**TASK DIRECTIONS**:
The answer must be every line of the records below that contains the word "parts", copied out.

Data records
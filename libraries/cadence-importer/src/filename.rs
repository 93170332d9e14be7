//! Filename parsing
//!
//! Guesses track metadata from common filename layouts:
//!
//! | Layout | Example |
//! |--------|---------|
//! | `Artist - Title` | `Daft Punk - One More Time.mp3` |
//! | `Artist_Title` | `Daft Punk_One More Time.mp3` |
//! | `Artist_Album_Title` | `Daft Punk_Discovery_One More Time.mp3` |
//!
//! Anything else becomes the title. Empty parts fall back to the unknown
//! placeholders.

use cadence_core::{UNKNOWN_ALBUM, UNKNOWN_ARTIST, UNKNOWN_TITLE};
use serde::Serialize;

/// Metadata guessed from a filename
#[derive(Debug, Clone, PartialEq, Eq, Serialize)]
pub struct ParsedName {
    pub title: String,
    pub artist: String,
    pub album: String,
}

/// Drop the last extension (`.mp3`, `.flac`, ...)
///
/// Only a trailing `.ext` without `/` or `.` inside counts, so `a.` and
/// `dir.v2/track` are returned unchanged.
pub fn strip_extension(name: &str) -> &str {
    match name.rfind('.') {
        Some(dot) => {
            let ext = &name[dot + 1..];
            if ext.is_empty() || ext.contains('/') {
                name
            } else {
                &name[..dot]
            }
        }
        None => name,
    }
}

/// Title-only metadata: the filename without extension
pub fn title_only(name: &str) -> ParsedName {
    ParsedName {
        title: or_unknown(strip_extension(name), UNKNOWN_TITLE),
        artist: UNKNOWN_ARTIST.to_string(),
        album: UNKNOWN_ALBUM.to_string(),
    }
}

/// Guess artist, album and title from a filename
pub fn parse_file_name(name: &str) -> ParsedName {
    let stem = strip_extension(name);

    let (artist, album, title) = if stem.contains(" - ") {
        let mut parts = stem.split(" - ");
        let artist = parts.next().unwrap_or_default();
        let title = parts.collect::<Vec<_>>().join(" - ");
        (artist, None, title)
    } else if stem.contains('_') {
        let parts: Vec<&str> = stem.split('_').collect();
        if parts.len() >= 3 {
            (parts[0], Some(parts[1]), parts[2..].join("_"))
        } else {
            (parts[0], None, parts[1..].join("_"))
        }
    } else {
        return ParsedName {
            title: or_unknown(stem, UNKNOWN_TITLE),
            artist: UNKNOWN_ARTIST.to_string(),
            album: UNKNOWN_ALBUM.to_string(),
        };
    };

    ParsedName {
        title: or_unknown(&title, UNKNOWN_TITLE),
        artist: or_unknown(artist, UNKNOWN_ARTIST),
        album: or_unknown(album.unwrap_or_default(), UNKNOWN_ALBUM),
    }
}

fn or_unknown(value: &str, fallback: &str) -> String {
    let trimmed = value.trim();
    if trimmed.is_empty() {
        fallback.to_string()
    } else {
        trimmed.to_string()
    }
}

**PROBLEM SOLUTION**:
//! Anything else becomes the title. Empty parts fall back to the unknown
        let mut parts = stem.split(" - ");
        let artist = parts.next().unwrap_or_default();
        let title = parts.collect::<Vec<_>>().join(" - ");
        let parts: Vec<&str> = stem.split('_').collect();
        if parts.len() >= 3 {
            (parts[0], Some(parts[1]), parts[2..].join("_"))
            (parts[0], None, parts[1..].join("_"))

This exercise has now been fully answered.